Многие из этих изменений имеют шансы быть принятыми уже в весеннюю сессию Государственной думы в первой половине 2014 года. Возможен и пряник – нормальные налоговые освобождения для дивидендов и доходов от продажи акций российскими холдингами, чтобы у бизнеса появлялся дополнительный стимул возвращать структуры в Россию (работа в этом направлении уже идет).
Что это значит для бюджета? Возможно, часть государственных и частных компаний, в том числе использующих финансирование ВЭБа, ускорит уже идущие процессы частичного отказа от зарубежных холдинговых компаний (при этом для некоторых, как оказалось, отказ от зарубежных структур может существенно порушить «экономику»). Однако в целом увеличение налоговых поступлений в масштабах всего бизнеса сразу представляется маловероятным, и налоговым органам необходимо будет проделать значительную работу, в том числе по обмену международной информацией и повышению уровня и качества доказывания, чтобы превратить установленные на бумаге нововведения в реально работающие инструменты, повышающие уровень налоговой дисциплины. Более того, поскольку фундаментальные причины оттока капитала лежат в другой плоскости, новые меры (и их слишком рьяное или произвольное применение налоговыми органами) могут скорее отпугнуть бизнес и привести к снижению объема инвестиций и налоговых поступлений в бюджет.

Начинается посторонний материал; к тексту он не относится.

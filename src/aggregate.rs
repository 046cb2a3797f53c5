use chrono::{Datelike, Days, NaiveDate};
use tracing::{debug, warn};

use std::collections::{BTreeMap, HashMap};

use crate::{
    classify::{Classified, Identity},
    config::NegativeTonnage,
    metric::{Field, Measures, Metric, Totals},
    Transaction,
};

/// Most raw values kept as examples of what failed to parse.
pub const MAX_SAMPLES: usize = 5;

/// Counts of the rows a run could not use.
#[derive(Clone, Debug, Default, PartialEq, Eq)]
pub struct Diagnostics {
    /// Rows left out because a field the metric needs was missing or unparseable.
    pub dropped: usize,
    /// Values that were present but not numeric.
    pub unparseable: usize,
    /// Rows left out for a negative real quantity.
    pub excluded_negative: usize,
    /// Up to [`MAX_SAMPLES`] of the unparseable raw values.
    pub samples: Vec<String>,
}

impl Diagnostics {
    #[must_use]
    pub fn is_clean(&self) -> bool {
        self.dropped == 0 && self.excluded_negative == 0
    }

    fn unparseable(&mut self, raw: String) {
        self.unparseable += 1;
        if self.samples.len() < MAX_SAMPLES {
            self.samples.push(raw);
        }
    }
}

/// Parses the `fields` of `row`.
///
/// Returns `None`, and records why in `diagnostics`, if any of them is missing
/// or unparseable. Fields not in `fields` are left at 0.
pub fn measure(row: &Transaction, fields: &[Field], diagnostics: &mut Diagnostics) -> Option<Measures> {
    let mut measures = Measures::default();
    let mut usable = true;
    for &field in fields {
        match field.parse(row) {
            Ok(Some(value)) => measures.set(field, value),
            Ok(None) => usable = false,
            Err(err) => {
                warn!(code = %row.code, %field, "{err}");
                diagnostics.unparseable(field.cell(row).text().unwrap_or_default());
                usable = false;
            }
        }
    }
    if usable {
        Some(measures)
    } else {
        diagnostics.dropped += 1;
        None
    }
}

/// The Monday starting the week that contains `date`.
///
/// ```
/// # use chrono::NaiveDate;
/// # use sales_ranking::aggregate::week_start;
/// let sunday = NaiveDate::from_ymd_opt(2025, 5, 11).unwrap();
/// assert_eq!(week_start(sunday), NaiveDate::from_ymd_opt(2025, 5, 5).unwrap());
/// ```
#[must_use]
pub fn week_start(date: NaiveDate) -> NaiveDate {
    date - Days::new(u64::from(date.weekday().num_days_from_monday()))
}

/// Totals for one group or ungrouped product.
#[derive(Clone, Debug, PartialEq)]
pub struct IdentityTotals {
    pub identity: Identity,
    pub label: String,
    pub totals: Totals,
}

/// Per-identity totals, in the order identities were first seen.
#[derive(Debug, Default)]
pub struct Ledger {
    index: HashMap<Identity, usize>,
    entries: Vec<IdentityTotals>,
}

impl Ledger {
    /// Adds `measures` to the totals of the row's identity, and returns that
    /// identity's position in the ledger.
    pub fn add(&mut self, classified: &Classified<'_>, measures: Measures) -> usize {
        let slot = match self.index.get(&classified.identity) {
            Some(&slot) => slot,
            None => {
                self.entries.push(IdentityTotals {
                    identity: classified.identity.clone(),
                    label: classified.label.to_string(),
                    totals: Totals::default(),
                });
                let slot = self.entries.len() - 1;
                self.index.insert(classified.identity.clone(), slot);
                slot
            }
        };
        self.entries[slot].totals += measures;
        slot
    }

    #[must_use]
    pub fn into_entries(self) -> Vec<IdentityTotals> {
        self.entries
    }
}

/// One identity's value for one week.
#[derive(Clone, Debug, PartialEq)]
pub struct WeeklyPoint<'a> {
    pub identity: &'a Identity,
    /// Monday of the week.
    pub week: NaiveDate,
    pub value: f64,
}

/// The result of aggregating one metric.
#[derive(Debug)]
pub struct Aggregation {
    pub metric: Metric,
    pub overall: Totals,
    pub by_identity: Vec<IdentityTotals>,
    weekly: BTreeMap<(usize, NaiveDate), Totals>,
    pub diagnostics: Diagnostics,
}

impl Aggregation {
    /// The metric's value over every aggregated row.
    #[must_use]
    pub fn total(&self) -> f64 {
        self.metric.value(&self.overall)
    }

    /// Weekly values, ordered by identity (first seen first) and then by week.
    pub fn weekly(&self) -> impl Iterator<Item = WeeklyPoint<'_>> {
        self.weekly.iter().map(|((slot, week), totals)| WeeklyPoint {
            identity: &self.by_identity[*slot].identity,
            week: *week,
            value: self.metric.value(totals),
        })
    }
}

/// Sums `rows` for `metric`, overall, per identity and per identity and week.
///
/// Rows missing any field the metric needs are dropped. With
/// [`NegativeTonnage::Exclude`], a tonnage run also drops rows whose real
/// quantity is negative.
pub fn aggregate<'a>(
    rows: impl IntoIterator<Item = Classified<'a>>,
    metric: Metric,
    policy: NegativeTonnage,
) -> Aggregation {
    let mut diagnostics = Diagnostics::default();
    let mut overall = Totals::default();
    let mut ledger = Ledger::default();
    let mut weekly: BTreeMap<(usize, NaiveDate), Totals> = BTreeMap::new();
    for classified in rows {
        let Some(measures) = measure(classified.row, metric.fields(), &mut diagnostics) else {
            continue;
        };
        if metric == Metric::Tonnage && policy == NegativeTonnage::Exclude && measures.tonnage < 0.0 {
            debug!(code = %classified.row.code, tonnage = measures.tonnage, "excluding negative tonnage");
            diagnostics.excluded_negative += 1;
            continue;
        }
        overall += measures;
        let slot = ledger.add(&classified, measures);
        *weekly.entry((slot, week_start(classified.row.date))).or_default() += measures;
    }
    if diagnostics.dropped > 0 {
        warn!(
            %metric,
            dropped = diagnostics.dropped,
            unparseable = diagnostics.unparseable,
            samples = ?diagnostics.samples,
            "rows left out of the ranking"
        );
    }
    Aggregation {
        metric,
        overall,
        by_identity: ledger.into_entries(),
        weekly,
        diagnostics,
    }
}
use chrono::NaiveDate;
use rust_xlsxwriter::{Color, Format, FormatAlign, Workbook, Worksheet};
use tracing::info;

use std::{io::Write, path::Path};

use crate::{
    aggregate::{measure, Diagnostics, Ledger},
    classify::{classify, Identity},
    config::Columns,
    metric::Field,
    money::Money,
    output::write_atomically,
    pipeline::Period,
    GroupRegistry, Result, Table,
};

pub const SHEET_NAME: &str = "Consolidated";

/// Zero-based row of the column headers.
const HEADER_ROW: u32 = 2;

const HEADERS: [(&str, f64); 8] = [
    ("Code", 10.0),
    ("Description", 40.0),
    ("Avg. weight (kg)", 16.0),
    ("Tonnage (kg)", 16.0),
    ("Revenue", 18.0),
    ("Margin", 10.0),
    ("Profit", 18.0),
    ("Sales", 10.0),
];

/// The consolidated figures of one group or ungrouped product.
#[derive(Clone, Debug, PartialEq)]
pub struct ConsolidatedRow {
    pub identity: Identity,
    pub description: String,
    /// Kilograms per unit sold; 0 if no units were sold.
    pub average_weight: f64,
    pub tonnage: f64,
    pub units: f64,
    pub revenue: Money,
    /// Profit over revenue, as a fraction.
    pub margin: f64,
    pub profit: Money,
    pub count: usize,
}

impl ConsolidatedRow {
    /// `GROUP` for a group, otherwise the product code.
    #[must_use]
    pub fn code(&self) -> &str {
        self.identity.kind()
    }
}

/// Every group and ungrouped product with all its figures, by tonnage.
#[derive(Debug)]
pub struct Consolidated {
    pub period: Option<Period>,
    pub rows: Vec<ConsolidatedRow>,
    pub diagnostics: Diagnostics,
}

impl Consolidated {
    /// Consolidates `table`.
    ///
    /// Rows missing any of the real quantity, quantity, net revenue or
    /// profit/loss values are left out. Products are described by their most
    /// recent description.
    ///
    /// # Errors
    ///
    /// Returns [`crate::Error::MissingColumns`] if `table` has no quantity
    /// column.
    pub fn build(table: &Table, groups: &GroupRegistry, columns: &Columns) -> Result<Self> {
        table.require(&[columns.quantity.as_str()])?;
        let mut diagnostics = Diagnostics::default();
        let mut ledger = Ledger::default();
        let mut latest: Vec<(NaiveDate, String)> = Vec::new();
        for row in table.rows() {
            let Some(measures) = measure(row, &Field::ALL, &mut diagnostics) else {
                continue;
            };
            let classified = classify(row, groups);
            let slot = ledger.add(&classified, measures);
            if slot == latest.len() {
                latest.push((row.date, classified.label.to_string()));
            } else if row.date >= latest[slot].0 {
                latest[slot] = (row.date, classified.label.to_string());
            }
        }
        let mut rows: Vec<ConsolidatedRow> = ledger
            .into_entries()
            .into_iter()
            .zip(latest)
            .map(|(entry, (_, description))| {
                let t = entry.totals;
                ConsolidatedRow {
                    identity: entry.identity,
                    description: description.to_uppercase(),
                    average_weight: if t.quantity > 0.0 { t.tonnage / t.quantity } else { 0.0 },
                    tonnage: t.tonnage,
                    units: t.quantity,
                    revenue: t.revenue,
                    margin: t.margin() / 100.0,
                    profit: t.profit,
                    count: t.count,
                }
            })
            .collect();
        rows.sort_by(|a, b| b.tonnage.total_cmp(&a.tonnage));
        info!(rows = rows.len(), dropped = diagnostics.dropped, "consolidated");
        Ok(Self {
            period: Period::of_table(table),
            rows,
            diagnostics,
        })
    }

    /// Lays the rows out in a workbook with a single sheet, [`SHEET_NAME`].
    ///
    /// # Errors
    ///
    /// Returns any error from building the worksheet.
    pub fn to_workbook(&self) -> Result<Workbook> {
        let mut workbook = Workbook::new();
        let sheet = workbook.add_worksheet();
        sheet.set_name(SHEET_NAME)?;
        self.fill(sheet)?;
        Ok(workbook)
    }

    fn fill(&self, sheet: &mut Worksheet) -> Result<()> {
        let title = Format::new().set_bold().set_font_size(14);
        let header = Format::new()
            .set_bold()
            .set_font_color(Color::White)
            .set_background_color(Color::Black)
            .set_align(FormatAlign::Center);
        let weight = Format::new().set_num_format("#,##0.000");
        let money = Format::new().set_num_format("R$ #,##0.00");
        let percent = Format::new().set_num_format("0.00%");
        let count = Format::new().set_num_format("#,##0");

        let heading = match self.period {
            Some(period) => format!("Consolidated Sales - {period}"),
            None => "Consolidated Sales".to_string(),
        };
        sheet.write_string_with_format(0, 0, heading, &title)?;
        for (col, (name, width)) in (0u16..).zip(HEADERS) {
            sheet.write_string_with_format(HEADER_ROW, col, name, &header)?;
            sheet.set_column_width(col, width)?;
        }
        for (r, row) in (HEADER_ROW + 1..).zip(&self.rows) {
            sheet.write_string(r, 0, row.code())?;
            sheet.write_string(r, 1, &row.description)?;
            sheet.write_number_with_format(r, 2, row.average_weight, &weight)?;
            sheet.write_number_with_format(r, 3, row.tonnage, &weight)?;
            sheet.write_number_with_format(r, 4, row.revenue.amount(), &money)?;
            sheet.write_number_with_format(r, 5, row.margin, &percent)?;
            sheet.write_number_with_format(r, 6, row.profit.amount(), &money)?;
            #[allow(clippy::cast_precision_loss)]
            let sales = row.count as f64;
            sheet.write_number_with_format(r, 7, sales, &count)?;
        }
        sheet.set_freeze_panes(HEADER_ROW + 1, 0)?;
        sheet.set_landscape();
        Ok(())
    }

    /// Writes the workbook to `path`, replacing any earlier version.
    ///
    /// # Errors
    ///
    /// Returns any error from [`Consolidated::to_workbook`] or
    /// [`write_atomically`].
    pub fn write_xlsx(&self, path: &Path) -> Result<()> {
        let mut workbook = self.to_workbook()?;
        write_atomically(path, |file| {
            workbook.save_to_writer(&mut *file)?;
            file.flush()?;
            Ok(())
        })
    }
}

#[cfg(test)]
mod tests {
    use chrono::NaiveDate;

    use super::*;
    use crate::{source::ProductCode, Cell, Config, Error};

    fn header() -> Vec<String> {
        let columns = Columns::default();
        let mut header: Vec<String> = columns.base().map(String::from).to_vec();
        header.push(columns.quantity);
        header
    }

    fn row(code: &str, desc: &str, day: u32, kg: f64, units: Cell, revenue: f64, profit: f64) -> Vec<Cell> {
        vec![
            Cell::Text(code.into()),
            Cell::Text(desc.into()),
            Cell::Date(NaiveDate::from_ymd_opt(2025, 5, day).unwrap()),
            Cell::Number(kg),
            Cell::Number(revenue),
            Cell::Number(profit),
            units,
        ]
    }

    fn table(rows: Vec<Vec<Cell>>) -> Table {
        Table::from_grid(header(), rows, &Columns::default(), 0).unwrap()
    }

    #[test]
    fn build_fn_consolidates_groups_and_products_by_tonnage() {
        let mut groups = GroupRegistry::new();
        groups.add_group("ACEM", ["1924", "8006"]);
        let table = table(vec![
            row("1830", "coracao", 9, 3.0, Cell::Number(2.0), 100.0, 10.0),
            row("1830", "coração de alcatra", 2, 1.0, Cell::Number(1.0), 50.0, 5.0),
            row("1924", "acem resfriado", 2, 4.0, Cell::Number(2.0), 200.0, 30.0),
            row("8006", "acem congelado", 3, 6.0, Cell::Number(3.0), 300.0, 20.0),
            row("8006", "acem congelado", 4, 1.0, Cell::Empty, 10.0, 1.0),
        ]);
        let consolidated = Consolidated::build(&table, &groups, &Columns::default()).unwrap();
        assert_eq!(consolidated.diagnostics.dropped, 1);
        let [acem, heart] = consolidated.rows.as_slice() else {
            panic!("wrong rows: {:?}", consolidated.rows);
        };
        assert_eq!(acem.code(), "GROUP");
        assert_eq!(acem.description, "ACEM");
        assert_eq!(acem.tonnage, 10.0);
        assert_eq!(acem.average_weight, 2.0);
        assert_eq!(acem.margin, 0.1);
        assert_eq!(acem.count, 2);

        assert_eq!(heart.identity, Identity::Product(ProductCode::from("1830")));
        assert_eq!(heart.description, "CORACAO");
        assert_eq!(heart.revenue, Money::new(150.0));
        assert_eq!(heart.units, 3.0);
    }

    #[test]
    fn build_fn_reports_zero_average_weight_without_units() {
        let table = table(vec![row("1", "x", 2, 5.0, Cell::Number(0.0), 10.0, 1.0)]);
        let consolidated = Consolidated::build(&table, &GroupRegistry::new(), &Columns::default()).unwrap();
        assert_eq!(consolidated.rows[0].average_weight, 0.0);
    }

    #[test]
    fn build_fn_requires_the_quantity_column() {
        let config = Config {
            header_row: 0,
            ..Config::default()
        };
        let header: Vec<String> = config.columns.base().map(String::from).to_vec();
        let table = Table::from_grid(header, Vec::new(), &config.columns, 0).unwrap();
        let err = Consolidated::build(&table, &GroupRegistry::new(), &config.columns).unwrap_err();
        assert!(matches!(err, Error::MissingColumns(m) if m == ["QTDE"]));
    }

    #[test]
    fn write_xlsx_fn_writes_a_workbook_calamine_can_read() {
        use calamine::{open_workbook_auto, Data, Reader};

        let table = table(vec![
            row("1", "first", 2, 5.0, Cell::Number(5.0), 10.0, 1.0),
            row("2", "second", 2, 7.0, Cell::Number(1.0), 20.0, 1.0),
        ]);
        let consolidated = Consolidated::build(&table, &GroupRegistry::new(), &Columns::default()).unwrap();
        let dir = tempfile::tempdir().unwrap();
        let path = dir.path().join("consolidated.xlsx");
        consolidated.write_xlsx(&path).unwrap();

        let mut workbook = open_workbook_auto(&path).unwrap();
        assert_eq!(workbook.sheet_names(), [SHEET_NAME]);
        let range = workbook.worksheet_range(SHEET_NAME).unwrap();
        assert_eq!(range.get_value((2, 0)), Some(&Data::String("Code".into())));
        assert_eq!(range.get_value((3, 0)), Some(&Data::String("2".into())));
        assert_eq!(range.get_value((3, 3)), Some(&Data::Float(7.0)));
        assert_eq!(range.get_value((4, 1)), Some(&Data::String("FIRST".into())));
    }
}
use std::{fmt, io, path::PathBuf};

use thiserror::Error;

/// Everything that can go wrong while loading, ranking or writing a report.
#[derive(Debug, Error)]
pub enum Error {
    #[error("missing required column(s): {}", .0.join(", "))]
    MissingColumns(Vec<String>),

    #[error("no header found at row {0}: the input has fewer rows")]
    NoHeader(usize),

    #[error("{}: line {line}: {reason}", .path.display())]
    BadGroupLine {
        path: PathBuf,
        line: usize,
        reason: String,
    },

    #[error("could not parse numeric value {0:?}")]
    UnparseableAmount(String),

    #[error("unknown metric {0:?} (expected tonnage, revenue or margin)")]
    UnknownMetric(String),

    #[error("{} is in use by another process; close it and try again", .0.display())]
    Locked(PathBuf),

    #[error("not enough space to write to {}: {free} bytes free, {needed} needed", .path.display())]
    InsufficientSpace { path: PathBuf, needed: u64, free: u64 },

    #[error("reading CSV: {0}")]
    Csv(#[from] csv::Error),

    #[error("reading workbook: {0}")]
    Spreadsheet(#[from] calamine::Error),

    #[error("writing workbook: {0}")]
    Xlsx(#[from] rust_xlsxwriter::XlsxError),

    #[error("parsing config: {0}")]
    Config(#[from] toml::de::Error),

    #[error("rendering report: {0}")]
    Render(#[from] fmt::Error),

    #[error(transparent)]
    Io(#[from] io::Error),
}

pub type Result<T, E = Error> = std::result::Result<T, E>;
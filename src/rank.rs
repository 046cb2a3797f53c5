use std::num::NonZeroUsize;

use crate::{aggregate::IdentityTotals, classify::Identity, Metric};

/// One line of a ranking.
#[derive(Clone, Debug, PartialEq)]
pub struct RankedEntry {
    /// 1-based.
    pub position: usize,
    pub identity: Identity,
    pub label: String,
    pub value: f64,
    /// Number of sales rows behind the value.
    pub count: usize,
}

/// Whether a page's values can be shown as shares of a whole.
#[derive(Clone, Copy, Debug, PartialEq, Eq)]
pub enum Proportion {
    Drawable,
    /// At least one entry is negative.
    NegativeValues,
    /// The entries sum to zero or less.
    NonPositiveTotal,
}

impl Proportion {
    #[must_use]
    pub fn of(entries: &[RankedEntry]) -> Self {
        if entries.iter().any(|e| e.value < 0.0) {
            Self::NegativeValues
        } else if entries.iter().map(|e| e.value).sum::<f64>() <= 0.0 {
            Self::NonPositiveTotal
        } else {
            Self::Drawable
        }
    }
}

#[derive(Clone, Debug, PartialEq)]
pub struct Page {
    /// 1-based.
    pub number: usize,
    pub entries: Vec<RankedEntry>,
    pub proportion: Proportion,
}

impl Page {
    /// Positions of the first and last entries.
    #[must_use]
    pub fn span(&self) -> (usize, usize) {
        let first = self.entries.first().map_or(0, |e| e.position);
        let last = self.entries.last().map_or(0, |e| e.position);
        (first, last)
    }
}

/// Orders `totals` by `metric`, highest first.
///
/// The sort is stable: entries with equal values keep the order they arrived
/// in.
#[must_use]
pub fn rank(totals: &[IdentityTotals], metric: Metric) -> Vec<RankedEntry> {
    let mut entries: Vec<RankedEntry> = totals
        .iter()
        .map(|t| RankedEntry {
            position: 0,
            identity: t.identity.clone(),
            label: t.label.clone(),
            value: metric.value(&t.totals),
            count: t.totals.count,
        })
        .collect();
    entries.sort_by(|a, b| b.value.total_cmp(&a.value));
    for (i, entry) in entries.iter_mut().enumerate() {
        entry.position = i + 1;
    }
    entries
}

/// Splits `entries` into pages of `size`. Only the last page may be shorter.
#[must_use]
pub fn paginate(entries: Vec<RankedEntry>, size: NonZeroUsize) -> Vec<Page> {
    entries
        .chunks(size.get())
        .enumerate()
        .map(|(i, chunk)| Page {
            number: i + 1,
            entries: chunk.to_vec(),
            proportion: Proportion::of(chunk),
        })
        .collect()
}
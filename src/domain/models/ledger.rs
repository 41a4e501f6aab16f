//! Ledger records: defective-download entries and the per-run removal set.

use serde::{Deserialize, Serialize};
use std::collections::{BTreeMap, HashSet};

use super::FailureType;

/// Attempt counter for one download under one (source, failure type) scope.
#[derive(Debug, Clone, PartialEq, Eq, Serialize, Deserialize)]
pub struct DefectEntry {
    pub title: String,
    pub attempts: u32,
}

impl DefectEntry {
    /// Entry for a download observed defective for the first time.
    pub fn first_observation(title: impl Into<String>) -> Self {
        Self {
            title: title.into(),
            attempts: 1,
        }
    }
}

/// Ledger partition a single evaluation reads and writes.
#[derive(Debug, Clone, PartialEq, Eq, Hash)]
pub struct LedgerScope {
    /// Base URL of the source application.
    pub source: String,
    pub failure_type: FailureType,
}

impl LedgerScope {
    pub fn new(source: impl Into<String>, failure_type: FailureType) -> Self {
        Self {
            source: source.into(),
            failure_type,
        }
    }
}

/// Nested ledger layout: source URL -> failure type -> download id -> entry.
///
/// This is the persisted and exported form of the defectiveness ledger.
#[derive(Debug, Clone, Default, PartialEq, Eq, Serialize, Deserialize)]
#[serde(transparent)]
pub struct LedgerSnapshot(pub BTreeMap<String, BTreeMap<FailureType, BTreeMap<String, DefectEntry>>>);

impl LedgerSnapshot {
    pub fn new() -> Self {
        Self::default()
    }

    /// Entries tracked under a scope, `None` when the scope was never seen.
    pub fn scope(&self, scope: &LedgerScope) -> Option<&BTreeMap<String, DefectEntry>> {
        self.0
            .get(&scope.source)
            .and_then(|by_type| by_type.get(&scope.failure_type))
    }

    pub fn get(&self, scope: &LedgerScope, download_id: &str) -> Option<&DefectEntry> {
        self.scope(scope).and_then(|entries| entries.get(download_id))
    }

    /// Return the entry for `download_id`, creating the source level, the
    /// failure-type level and the leaf as needed. A created leaf starts at
    /// zero attempts; callers increment it.
    pub fn entry_mut_or_insert(
        &mut self,
        scope: &LedgerScope,
        download_id: &str,
        title: &str,
    ) -> &mut DefectEntry {
        self.0
            .entry(scope.source.clone())
            .or_default()
            .entry(scope.failure_type)
            .or_default()
            .entry(download_id.to_string())
            .or_insert_with(|| DefectEntry {
                title: title.to_string(),
                attempts: 0,
            })
    }

    /// Remove an entry, pruning empty parent levels.
    pub fn remove(&mut self, scope: &LedgerScope, download_id: &str) -> Option<DefectEntry> {
        let by_type = self.0.get_mut(&scope.source)?;
        let entries = by_type.get_mut(&scope.failure_type)?;
        let removed = entries.remove(download_id);
        if entries.is_empty() {
            by_type.remove(&scope.failure_type);
        }
        if by_type.is_empty() {
            self.0.remove(&scope.source);
        }
        removed
    }

    /// Total number of tracked entries across all scopes.
    pub fn len(&self) -> usize {
        self.0
            .values()
            .flat_map(BTreeMap::values)
            .map(BTreeMap::len)
            .sum()
    }

    pub fn is_empty(&self) -> bool {
        self.len() == 0
    }

    /// Flatten into rows, ordered by source, failure type, download id.
    pub fn rows(&self) -> Vec<(String, FailureType, String, DefectEntry)> {
        self.0
            .iter()
            .flat_map(|(source, by_type)| {
                by_type.iter().flat_map(move |(failure_type, entries)| {
                    entries.iter().map(move |(download_id, entry)| {
                        (source.clone(), *failure_type, download_id.clone(), entry.clone())
                    })
                })
            })
            .collect()
    }
}

/// Download ids already submitted for removal during this process run.
///
/// Append-only: ids are never forgotten while the process lives.
#[derive(Debug, Clone, Default)]
pub struct DeletedDownloads {
    ids: HashSet<String>,
    order: Vec<String>,
}

impl DeletedDownloads {
    pub fn new() -> Self {
        Self::default()
    }

    pub fn contains(&self, download_id: &str) -> bool {
        self.ids.contains(download_id)
    }

    /// Record an id; returns `false` when it was already present.
    pub fn record(&mut self, download_id: &str) -> bool {
        if self.ids.insert(download_id.to_string()) {
            self.order.push(download_id.to_string());
            true
        } else {
            false
        }
    }

    pub fn len(&self) -> usize {
        self.order.len()
    }

    pub fn is_empty(&self) -> bool {
        self.order.is_empty()
    }

    /// Ids in the order they were recorded.
    pub fn iter(&self) -> impl Iterator<Item = &str> {
        self.order.iter().map(String::as_str)
    }
}

#[cfg(test)]
mod tests {
    use super::*;

    fn scope() -> LedgerScope {
        LedgerScope::new("http://radarr:7878/api/v3", FailureType::Stalled)
    }

    #[test]
    fn test_unknown_scope_is_empty() {
        let snapshot = LedgerSnapshot::new();
        assert!(snapshot.scope(&scope()).is_none());
        assert!(snapshot.get(&scope(), "ABC").is_none());
    }

    #[test]
    fn test_upsert_creates_every_level() {
        let mut snapshot = LedgerSnapshot::new();
        snapshot.entry_mut_or_insert(&scope(), "ABC", "Movie").attempts += 1;
        snapshot.entry_mut_or_insert(&scope(), "ABC", "ignored title").attempts += 1;

        let entry = snapshot.get(&scope(), "ABC").unwrap();
        assert_eq!(entry.attempts, 2);
        assert_eq!(entry.title, "Movie");
        assert_eq!(snapshot.len(), 1);
    }

    #[test]
    fn test_remove_prunes_empty_levels() {
        let mut snapshot = LedgerSnapshot::new();
        snapshot.entry_mut_or_insert(&scope(), "ABC", "Movie").attempts = 1;

        let removed = snapshot.remove(&scope(), "ABC");
        assert_eq!(removed.map(|e| e.attempts), Some(1));
        assert!(snapshot.0.is_empty());
        assert!(snapshot.remove(&scope(), "ABC").is_none());
    }

    #[test]
    fn test_snapshot_json_layout() {
        let mut snapshot = LedgerSnapshot::new();
        snapshot.entry_mut_or_insert(&scope(), "ABC", "Movie").attempts = 2;

        let json = serde_json::to_value(&snapshot).unwrap();
        assert_eq!(
            json,
            serde_json::json!({
                "http://radarr:7878/api/v3": {
                    "stalled": { "ABC": { "title": "Movie", "attempts": 2 } }
                }
            })
        );
    }

    #[test]
    fn test_deleted_downloads_is_append_only() {
        let mut deleted = DeletedDownloads::new();
        assert!(deleted.record("A"));
        assert!(deleted.record("B"));
        assert!(!deleted.record("A"));
        assert_eq!(deleted.len(), 2);
        assert_eq!(deleted.iter().collect::<Vec<_>>(), vec!["A", "B"]);
    }
}
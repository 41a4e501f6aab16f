//! Configuration management infrastructure
//!
//! Hierarchical configuration using figment:
//! - YAML file loading
//! - Environment variable overrides
//! - Configuration validation

pub mod loader;

pub use loader::{ConfigError, ConfigLoader, DEFAULT_CONFIG_FILE, ENV_PREFIX, MIN_CYCLE_SECS};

Для бизнеса же вывод довольно простой: все старые простые игры с офшорами и секретностью рано или поздно в нынешнем виде больше работать не будут. Компании-«пустышки», управляемые номинальными директорами по телефону и почте из Москвы, агрессивные схемы планирования, в том числе с некорректным ценообразованием, – всему этому приходит конец. Международные структуры и связанные с ними налоговые преимущества становятся доступными исключительно холдингам с подлинным, а не номинальным иностранным присутствием (например, с реальной штаб-квартирой в Нидерландах или Люксембурге). Безусловно, такие структуры требуют реальной реструктуризации жизни бизнеса, корпоративного управления, больших усилий и затрат – однако именно это является обязательной платой за стабильность. В противном случае атака на такие структуры становится лишь вопросом времени. И чем быстрее будет осознан этот факт – тем лучше для бизнеса.